Tinka’s Treats specializes in sweet potato pie
By Katie Aldridge
Nothing beats a good, homemade, sweet potato pie, asserts Charmaine Webster, founder of Tinka’s Treats, a new home bakery business that specializes specifically in that special pie.
Charmaine comes from a family of bakers and hopes to eventually bring her family’s treats to the table as well. She is also building a nonprofit to support Black women in the community. She is a recent graduate of Early Risers Academy, a 10-week business-building bootcamp powered by Launch Dayton partner Parallax Advanced Research. We recently caught up with Charmaine to learn more about her business and her Academy experience.
Launch Dayton: So how did your company start?
Charmaine: I’ve been baking sweet potato pies for eight or nine years, just for family and close friends. This past holiday, I ended up baking over 100 pies in my little apartment kitchen for Thanksgiving and Christmas. I thought, “I’m really onto something here.” I decided to go for it, so in March, I got my home-baker’s license, and I now operate a home bakery.
Why this industry and why this idea?
I started baking these pies as a way to honor my aunt who passed away when I was 15 years old. I just wanted to honor her life and remember the good times with her. That’s what really got my started. I quit my job in October for a number of reasons, and then this came up. I think it is a beautiful way to build on my family’s legacy. I also chose this because I get to honor the legacy of working-class Black women.
Did you always want to be an entrepreneur?
Yes and no. Yes, as I always wanted to have my own nonprofit, but I never really thought of having a for-profit business. On the other hand, when I was a little girl, I used to pray to God and say, “I want to grow up and be rich, so I can help poor kids like me.” So, maybe I always did want to be an entrepreneur!
What identities do you bring to entrepreneurship that helped prepare you for this lifestyle?

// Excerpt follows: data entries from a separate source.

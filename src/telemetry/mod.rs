//! Tracing subscriber initialization from environment settings.
//!
//! `LOG_LEVEL` takes any env-filter directive (`info`,
//! `hyperfleet_adapter=debug,info`, ...), `LOG_FORMAT` selects `text` or
//! `json`, `LOG_OUTPUT` selects `stdout` or `stderr`.

use miette::Diagnostic;
use thiserror::Error;
use tracing_subscriber::EnvFilter;

use crate::settings::LogSettings;

/// Subscriber installation failure (usually: already initialized).
#[derive(Debug, Error, Diagnostic)]
pub enum TelemetryError {
    #[error("failed to initialize tracing subscriber: {0}")]
    #[diagnostic(code(hyperfleet::telemetry::init))]
    Init(String),
}

/// Installs the global tracing subscriber.
pub fn init(settings: &LogSettings) -> Result<(), TelemetryError> {
    let filter = EnvFilter::try_new(&settings.level).unwrap_or_else(|_| EnvFilter::new("info"));
    let json = settings.format.eq_ignore_ascii_case("json");
    let stderr = settings.output.eq_ignore_ascii_case("stderr");

    let builder = tracing_subscriber::fmt().with_env_filter(filter);
    let result = match (json, stderr) {
        (true, true) => builder.json().with_writer(std::io::stderr).try_init(),
        (true, false) => builder.json().try_init(),
        (false, true) => builder.with_writer(std::io::stderr).try_init(),
        (false, false) => builder.try_init(),
    };
    result.map_err(|err| TelemetryError::Init(err.to_string()))
}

I’m a wife, and my husband has been supportive. One part is having my husband’s support to give me this space to figure entrepreneurship out. Another part is that I worked at a startup-style nonprofit for seven years, so I know how to build things from the ground up. I used to be an outreach director, so I know how to get my name out there, talk to people and get an events calendar together. I know how to meet people, talk to people and make partnerships.
Why do you love what do you?
I love this because it is transforming me. I love that it is touching people. I never would have thought about a pie business touching people, but it is. It matters to people that I’m baking these pies. It matters to people that they can put something nice in front of their families on the days where they all gather together. I realized that this is blessing people, and I’m being blessed by it, so I’m going to keep going with it. If this doesn’t work, I can still bake pies, I can still make people happy, I can still honor my aunt and I can still bless people.
What advice do you have for fellow or aspiring entrepreneurs?
Use the resources around you. In the Dayton area, there are many resources that you can use, such as Launch Dayton and the Early Risers Academy. Use up all the free resources to help get you started, and that will help you clarify what you actually need to pay for and figure out.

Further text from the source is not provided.